Data under study:
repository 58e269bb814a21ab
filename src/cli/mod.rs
//! CLI layer: argument parsing and command dispatch

pub mod args;
pub mod commands;
pub mod error;
pub mod output;

pub use args::{Cli, Commands};
pub use commands::{execute_command, path_lines, show_text, walk_lines};
pub use error::{CliError, CliResult};
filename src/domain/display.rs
//! Terminal rendering of a tree via `termtree`.
//!
//! Rendering is built bottom-up from a depth-first snapshot and torn down
//! iteratively, so chains of any depth render without growing the call stack.

use std::collections::HashMap;
use std::fmt::{self, Display};

use termtree::Tree as TermTree;
use tracing::instrument;

use crate::domain::node::{Node, NodeId};
use crate::domain::tree::Tree;

pub trait TreeDisplay {
    /// Renders the tree for terminal output, children in stored order.
    fn to_tree_string(&self, show_ids: bool) -> Rendering;
}

/// Rendered tree, printable through `Display`.
#[derive(Debug)]
pub struct Rendering(TermTree<String>);

impl Rendering {
    pub fn tree(&self) -> &TermTree<String> {
        &self.0
    }
}

impl Display for Rendering {
    fn fmt(&self, f: &mut fmt::Formatter<'_>) -> fmt::Result {
        self.0.fmt(f)
    }
}

impl Drop for Rendering {
    fn drop(&mut self) {
        // nested leaves would otherwise be dropped recursively
        let mut pending = std::mem::take(&mut self.0.leaves);
        while let Some(mut leaf) = pending.pop() {
            pending.append(&mut leaf.leaves);
        }
    }
}

fn label<T: Display>(node: &Node<T>, show_ids: bool) -> String {
    if show_ids {
        node.to_string()
    } else {
        node.payload().to_string()
    }
}

impl<T: Display> TreeDisplay for Tree<T> {
    #[instrument(level = "debug", skip(self))]
    fn to_tree_string(&self, show_ids: bool) -> Rendering {
        let Some(root) = self.get_root_node() else {
            return Rendering(TermTree::new("Empty tree".to_string()));
        };

        let nodes: Vec<Node<T>> = self
            .dfs(root.id())
            .filter_map(|id| self.get_node(id))
            .collect();

        // pre-order reversed: every child is finished before its parent
        let mut finished: HashMap<NodeId, TermTree<String>> = HashMap::with_capacity(nodes.len());
        for node in nodes.iter().rev() {
            let leaves: Vec<TermTree<String>> = node
                .children()
                .iter()
                .filter_map(|child| finished.remove(child))
                .collect();
            finished.insert(
                node.id(),
                TermTree::new(label(node, show_ids)).with_leaves(leaves),
            );
        }

        let rendered = finished
            .remove(&root.id())
            .unwrap_or_else(|| TermTree::new(label(&root, show_ids)));
        // subtrees left over from a concurrent move
        finished.into_values().for_each(|stray| drop(Rendering(stray)));
        Rendering(rendered)
    }
}

#[cfg(test)]
mod tests {
    use super::*;

    #[test]
    fn given_small_tree_when_rendered_then_lists_children_in_order() {
        let tree = Tree::new(Node::new(0, "root"));
        tree.create_node(1, 0, "a").unwrap();
        tree.create_node(2, 0, "b").unwrap();
        tree.create_node(3, 1, "c").unwrap();

        let rendered = tree.to_tree_string(true).to_string();
        let lines: Vec<&str> = rendered.lines().collect();
        assert_eq!(lines[0], "0: root");
        assert!(lines[1].ends_with("1: a"));
        assert!(lines[2].ends_with("3: c"));
        assert!(lines[3].ends_with("2: b"));
    }

    #[test]
    fn given_show_ids_off_when_rendered_then_only_payloads_appear() {
        let tree = Tree::new(Node::new(0, "root"));
        tree.create_node(5, 0, "leaf").unwrap();

        let rendered = tree.to_tree_string(false).to_string();
        assert!(rendered.starts_with("root"));
        assert!(!rendered.contains("5:"));
    }

    #[test]
    fn given_deep_chain_when_rendered_then_every_level_is_nested() {
        const DEPTH: NodeId = 20_000;
        let tree = Tree::new(Node::new(0, "n0".to_string()));
        for id in 1..=DEPTH {
            tree.create_node(id, id - 1, format!("n{}", id)).unwrap();
        }

        let rendered = tree.to_tree_string(false);
        let mut current = rendered.tree();
        let mut levels = 0;
        while let Some(next) = current.leaves.first() {
            assert_eq!(current.leaves.len(), 1);
            current = next;
            levels += 1;
        }
        assert_eq!(levels, DEPTH);
        assert_eq!(current.root, format!("n{}", DEPTH));
    }
}
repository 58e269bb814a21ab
//! Domain layer: nodes, the concurrent tree and its algorithms
//!
//! This layer is independent of external concerns (no I/O, no CLI, no config loading).

pub mod display;
pub mod error;
pub mod mutate;
pub mod node;
pub mod traverse;
pub mod tree;

pub use display::{Rendering, TreeDisplay};
pub use error::{TreeError, TreeResult};
pub use node::{Node, NodeId, ABSENT_ID, NO_PARENT};
pub use traverse::{AcceptAll, Ancestors, Walk, WalkOrder};
pub use tree::{Tree, DEFAULT_MAX_LEVEL};
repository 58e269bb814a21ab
//! Shared helpers

pub mod testing;
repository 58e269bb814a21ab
//! CLI argument definitions using clap

use std::path::PathBuf;

use clap::{Parser, Subcommand, ValueHint};

use crate::domain::NodeId;

/// Inspect and edit id-addressed hierarchies: paths, levels, walks and splice-delete
#[derive(Parser, Debug)]
#[command(name = "idtree")]
#[command(author, version, about, long_about = None)]
#[command(propagate_version = true)]
pub struct Cli {
    /// Increase log verbosity (-d info, -dd debug, -ddd trace)
    #[arg(short, long, action = clap::ArgAction::Count, global = true)]
    pub debug: u8,

    #[command(subcommand)]
    pub command: Option<Commands>,
}

#[derive(Subcommand, Debug)]
pub enum Commands {
    /// Render the hierarchy as a tree
    Show {
        #[arg(value_hint = ValueHint::FilePath)]
        file: PathBuf,
        /// Render only the subtree below this node
        #[arg(long)]
        from: Option<NodeId>,
    },

    /// Print root-to-leaf paths
    Paths {
        #[arg(value_hint = ValueHint::FilePath)]
        file: PathBuf,
        /// Only leaves strictly below this node
        #[arg(long)]
        from: Option<NodeId>,
    },

    /// List leaf nodes
    Leaves {
        #[arg(value_hint = ValueHint::FilePath)]
        file: PathBuf,
        /// Only leaves within this node's subtree
        #[arg(long)]
        from: Option<NodeId>,
    },

    /// Print the level of a node (root = 0)
    Level {
        #[arg(value_hint = ValueHint::FilePath)]
        file: PathBuf,
        id: NodeId,
    },

    /// Print the tree height, or the level of a node
    Depth {
        #[arg(value_hint = ValueHint::FilePath)]
        file: PathBuf,
        id: Option<NodeId>,
    },

    /// List a node and its ancestors up to the root
    Ancestors {
        #[arg(value_hint = ValueHint::FilePath)]
        file: PathBuf,
        id: NodeId,
    },

    /// List a node and everything below it
    Descendants {
        #[arg(value_hint = ValueHint::FilePath)]
        file: PathBuf,
        id: NodeId,
    },

    /// List the other children of a node's parent
    Siblings {
        #[arg(value_hint = ValueHint::FilePath)]
        file: PathBuf,
        id: NodeId,
    },

    /// Walk a subtree depth-first (default) or breadth-first
    Walk {
        #[arg(value_hint = ValueHint::FilePath)]
        file: PathBuf,
        /// Start node (default: root)
        #[arg(long)]
        from: Option<NodeId>,
        /// Level-order instead of depth-first
        #[arg(long)]
        bfs: bool,
    },

    /// Add a node and write the hierarchy back
    Add {
        #[arg(value_hint = ValueHint::FilePath)]
        file: PathBuf,
        id: NodeId,
        parent: NodeId,
        name: String,
    },

    /// Move a node under a new parent and write the hierarchy back
    Mv {
        #[arg(value_hint = ValueHint::FilePath)]
        file: PathBuf,
        id: NodeId,
        parent: NodeId,
    },

    /// Delete a node, re-attaching its children to its parent
    Rm {
        #[arg(value_hint = ValueHint::FilePath)]
        file: PathBuf,
        id: NodeId,
    },

    /// Generate shell completions
    Completion {
        /// Shell type
        #[arg(value_enum)]
        shell: clap_complete::Shell,
    },
}
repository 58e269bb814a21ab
//! Lazy walks over a tree and subtree extraction.
//!
//! Every iterator here pulls from the store on demand: no work happens ahead
//! of the consumer, and dropping an iterator midway releases everything.

use std::collections::VecDeque;
use std::iter::FusedIterator;

use dashmap::DashMap;
use parking_lot::ReentrantMutex;
use tracing::{debug, instrument};

use crate::domain::node::{Node, NodeId, NO_PARENT};
use crate::domain::tree::Tree;

/// Filter used by the unfiltered walk variants.
pub type AcceptAll<T> = fn(&Node<T>) -> bool;

fn accept_all<T>(_: &Node<T>) -> bool {
    true
}

/// Order in which [`Walk`] expands children.
#[derive(Debug, Clone, Copy, PartialEq, Eq, Default)]
pub enum WalkOrder {
    /// Children are visited before the node's later siblings.
    #[default]
    DepthFirst,
    /// Level by level.
    BreadthFirst,
}

/// Walk over the subtree below a start node, yielding ids.
///
/// The start node is tested against the filter like any other. A rejected
/// node is not yielded and its children are not expanded.
pub struct Walk<'a, T, F> {
    tree: &'a Tree<T>,
    pending: VecDeque<NodeId>,
    order: WalkOrder,
    filter: F,
}

impl<'a, T, F> Walk<'a, T, F>
where
    F: Fn(&Node<T>) -> bool,
{
    fn new(tree: &'a Tree<T>, start: NodeId, order: WalkOrder, filter: F) -> Self {
        Self {
            tree,
            pending: VecDeque::from([start]),
            order,
            filter,
        }
    }
}

impl<T, F> Iterator for Walk<'_, T, F>
where
    F: Fn(&Node<T>) -> bool,
{
    type Item = NodeId;

    fn next(&mut self) -> Option<Self::Item> {
        while let Some(current) = self.pending.pop_front() {
            let Some(node) = self.tree.get_node(current) else {
                // removed by a concurrent writer
                continue;
            };
            if !(self.filter)(&node) {
                continue;
            }
            match self.order {
                WalkOrder::DepthFirst => {
                    for &child in node.children().iter().rev() {
                        self.pending.push_front(child);
                    }
                }
                WalkOrder::BreadthFirst => self.pending.extend(node.children()),
            }
            return Some(current);
        }
        None
    }
}

impl<T, F> FusedIterator for Walk<'_, T, F> where F: Fn(&Node<T>) -> bool {}

/// Ancestor chain from a start node up to and including the root.
///
/// The filter applies to every non-root node; the root always terminates the
/// chain. An absent start node yields nothing.
pub struct Ancestors<'a, T, F> {
    tree: &'a Tree<T>,
    next: Option<NodeId>,
    filter: F,
}

impl<T, F> Iterator for Ancestors<'_, T, F>
where
    F: Fn(&Node<T>) -> bool,
{
    type Item = NodeId;

    fn next(&mut self) -> Option<Self::Item> {
        while let Some(current) = self.next.take() {
            if current == self.tree.root_id() {
                return Some(current);
            }
            let node = self.tree.get_node(current)?;
            self.next = Some(node.parent_id());
            if (self.filter)(&node) {
                return Some(current);
            }
        }
        None
    }
}

impl<T, F> FusedIterator for Ancestors<'_, T, F> where F: Fn(&Node<T>) -> bool {}

impl<T> Tree<T> {
    pub fn dfs(&self, id: NodeId) -> Walk<'_, T, AcceptAll<T>> {
        self.walk(id, WalkOrder::DepthFirst)
    }

    pub fn dfs_filtered<F>(&self, id: NodeId, filter: F) -> Walk<'_, T, F>
    where
        F: Fn(&Node<T>) -> bool,
    {
        self.walk_filtered(id, WalkOrder::DepthFirst, filter)
    }

    pub fn bfs(&self, id: NodeId) -> Walk<'_, T, AcceptAll<T>> {
        self.walk(id, WalkOrder::BreadthFirst)
    }

    pub fn bfs_filtered<F>(&self, id: NodeId, filter: F) -> Walk<'_, T, F>
    where
        F: Fn(&Node<T>) -> bool,
    {
        self.walk_filtered(id, WalkOrder::BreadthFirst, filter)
    }

    pub fn walk(&self, id: NodeId, order: WalkOrder) -> Walk<'_, T, AcceptAll<T>> {
        self.walk_filtered(id, order, accept_all::<T> as AcceptAll<T>)
    }

    #[instrument(level = "trace", skip(self, filter))]
    pub fn walk_filtered<F>(&self, id: NodeId, order: WalkOrder, filter: F) -> Walk<'_, T, F>
    where
        F: Fn(&Node<T>) -> bool,
    {
        Walk::new(self, id, order, filter)
    }

    /// Ancestor chain of `id`, starting with `id` itself and ending at the root.
    pub fn rsearch(&self, id: NodeId) -> Ancestors<'_, T, AcceptAll<T>> {
        self.rsearch_filtered(id, accept_all::<T> as AcceptAll<T>)
    }

    #[instrument(level = "trace", skip(self, filter))]
    pub fn rsearch_filtered<F>(&self, id: NodeId, filter: F) -> Ancestors<'_, T, F>
    where
        F: Fn(&Node<T>) -> bool,
    {
        Ancestors {
            tree: self,
            next: Some(id),
            filter,
        }
    }

    /// Independent tree rooted at `id`, holding copies of the nodes below it.
    ///
    /// Payloads are shared with this tree; links and the store are not, so
    /// later mutations on either side stay invisible to the other.
    #[instrument(level = "debug", skip(self))]
    pub fn subtree(&self, id: NodeId) -> Option<Tree<T>> {
        if !self.contains(id) {
            return None;
        }
        let store = DashMap::new();
        for node_id in self.dfs(id) {
            if let Some(mut node) = self.get_node(node_id) {
                if node_id == id {
                    node.set_parent(NO_PARENT);
                }
                store.insert(node_id, node);
            }
        }
        debug!(root_id = id, size = store.len(), "extracted subtree");

        Some(Tree {
            store,
            root_id: id,
            max_level: self.max_level,
            lock: ReentrantMutex::new(()),
        })
    }
}
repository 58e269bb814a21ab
//! Configuration management with layered loading
//!
//! Precedence (lowest to highest):
//! 1. Compiled defaults
//! 2. Global config: `$XDG_CONFIG_HOME/idtree/idtree.toml`
//! 3. Local config: `<hierarchy_dir>/.idtree.toml` (next to the hierarchy file)
//! 4. Environment variables: `IDTREE_*` prefix

use std::path::{Path, PathBuf};

use config::{Config, ConfigError, Environment};
use directories::ProjectDirs;
use serde::{Deserialize, Serialize};
use tracing::debug;

use crate::application::ApplicationError;
use crate::domain::DEFAULT_MAX_LEVEL;

/// Unified configuration for idtree.
#[derive(Debug, Clone, Serialize, Deserialize, PartialEq, Eq)]
#[serde(default)]
pub struct Settings {
    /// Ancestor buffer size handed to every loaded tree (never below 100)
    pub max_level: usize,
    /// Joins node ids when printing paths
    pub path_separator: String,
    /// Prefix rendered labels with the node id
    pub show_ids: bool,
}

impl Default for Settings {
    fn default() -> Self {
        Self {
            max_level: DEFAULT_MAX_LEVEL,
            path_separator: " -> ".into(),
            show_ids: true,
        }
    }
}

/// Raw settings for intermediate parsing (`None` means "not specified").
#[derive(Debug, Clone, Deserialize, Default)]
#[serde(default)]
pub struct RawSettings {
    pub max_level: Option<usize>,
    pub path_separator: Option<String>,
    pub show_ids: Option<bool>,
}

/// Get the XDG config directory for idtree.
pub fn global_config_dir() -> Option<PathBuf> {
    ProjectDirs::from("", "", "idtree").map(|dirs| dirs.config_dir().to_path_buf())
}

/// Get the path to the global config file.
pub fn global_config_path() -> Option<PathBuf> {
    global_config_dir().map(|dir| dir.join("idtree.toml"))
}

/// Get the path to the local config file in a hierarchy directory.
pub fn local_config_path(dir: &Path) -> PathBuf {
    dir.join(".idtree.toml")
}

/// Load a TOML file into RawSettings for manual merging.
fn load_raw_settings(path: &Path) -> Result<RawSettings, ApplicationError> {
    let content = std::fs::read_to_string(path).map_err(|e| ApplicationError::Config {
        message: format!("read {}: {}", path.display(), e),
    })?;
    toml::from_str(&content).map_err(|e| ApplicationError::Config {
        message: format!("parse {}: {}", path.display(), e),
    })
}

fn config_err(e: ConfigError) -> ApplicationError {
    ApplicationError::Config {
        message: e.to_string(),
    }
}

impl Settings {
    /// Overlay wins where it specifies a value.
    fn merge_with(&self, overlay: &RawSettings) -> Self {
        Self {
            max_level: overlay.max_level.unwrap_or(self.max_level),
            path_separator: overlay
                .path_separator
                .clone()
                .unwrap_or_else(|| self.path_separator.clone()),
            show_ids: overlay.show_ids.unwrap_or(self.show_ids),
        }
    }

    /// Load settings with layered precedence.
    ///
    /// # Arguments
    /// * `local_dir` - Optional directory holding a `.idtree.toml`
    pub fn load(local_dir: Option<&Path>) -> Result<Self, ApplicationError> {
        let mut current = Self::default();

        if let Some(global_path) = global_config_path() {
            if global_path.exists() {
                current = current.merge_with(&load_raw_settings(&global_path)?);
            }
        }

        if let Some(dir) = local_dir {
            let local_path = local_config_path(dir);
            if local_path.exists() {
                current = current.merge_with(&load_raw_settings(&local_path)?);
            }
        }

        current = Self::apply_env_overrides(current)?;
        current.max_level = current.max_level.max(DEFAULT_MAX_LEVEL);

        debug!(?current, "loaded settings");
        Ok(current)
    }

    /// Load settings for a hierarchy file, using its directory for local config.
    pub fn load_for(hierarchy_file: &Path) -> Result<Self, ApplicationError> {
        let dir = hierarchy_file
            .parent()
            .filter(|p| !p.as_os_str().is_empty())
            .unwrap_or_else(|| Path::new("."));
        Self::load(Some(dir))
    }

    /// Apply IDTREE_* environment variables as explicit overrides.
    fn apply_env_overrides(mut settings: Self) -> Result<Self, ApplicationError> {
        let config = Config::builder()
            .add_source(
                Environment::with_prefix("IDTREE")
                    .prefix_separator("_")
                    .separator("__"),
            )
            .build()
            .map_err(config_err)?;

        if let Ok(val) = config.get_int("max_level") {
            settings.max_level = usize::try_from(val).map_err(|_| ApplicationError::Config {
                message: format!("max_level must not be negative: {}", val),
            })?;
        }
        if let Ok(val) = config.get_string("path_separator") {
            settings.path_separator = val;
        }
        if let Ok(val) = config.get_bool("show_ids") {
            settings.show_ids = val;
        }

        Ok(settings)
    }
}
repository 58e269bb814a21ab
use clap::Parser;
use idtree::cli::args::Cli;
use idtree::cli::commands::execute_command;
use idtree::cli::output;
use tracing::level_filters::LevelFilter;
use tracing_subscriber::filter::filter_fn;
use tracing_subscriber::fmt::format::FmtSpan;
use tracing_subscriber::layer::SubscriberExt;
use tracing_subscriber::util::SubscriberInitExt;
use tracing_subscriber::{fmt, Layer};

fn main() {
    let cli = Cli::parse();

    setup_logging(cli.debug);

    if let Err(e) = execute_command(&cli) {
        output::error(&e);
        std::process::exit(e.exit_code());
    }
}

fn setup_logging(verbosity: u8) {
    let filter = match verbosity {
        0 => LevelFilter::WARN,
        1 => LevelFilter::INFO,
        2 => LevelFilter::DEBUG,
        3 => LevelFilter::TRACE,
        _ => {
            eprintln!("Don't be crazy, max is -d -d -d");
            LevelFilter::TRACE
        }
    };

    // Create a noisy module filter
    let noisy_modules = ["rayon_core"];
    let module_filter = filter_fn(move |metadata| {
        !noisy_modules
            .iter()
            .any(|name| metadata.target().starts_with(name))
    });

    // Create a subscriber with formatted output directed to stderr
    let fmt_layer = fmt::layer()
        .with_writer(std::io::stderr)
        .with_target(true)
        .with_thread_names(false)
        .with_span_events(FmtSpan::ENTER | FmtSpan::CLOSE);

    let filtered_layer = fmt_layer.with_filter(filter).with_filter(module_filter);

    tracing_subscriber::registry().with(filtered_layer).init();

    match filter {
        LevelFilter::INFO => tracing::info!("Debug mode: info"),
        LevelFilter::DEBUG => tracing::debug!("Debug mode: debug"),
        LevelFilter::TRACE => tracing::debug!("Debug mode: trace"),
        _ => {}
    }
}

Task statement: Where the listing above has a line with "const DEPTH: NodeId = 20_000;", start there, and output every line exactly through the line with "let rendered = tree.to_tree_string(false);", which is also included.

Expected output:
        const DEPTH: NodeId = 20_000;
        let tree = Tree::new(Node::new(0, "n0".to_string()));
        for id in 1..=DEPTH {
            tree.create_node(id, id - 1, format!("n{}", id)).unwrap();
        }

        let rendered = tree.to_tree_string(false);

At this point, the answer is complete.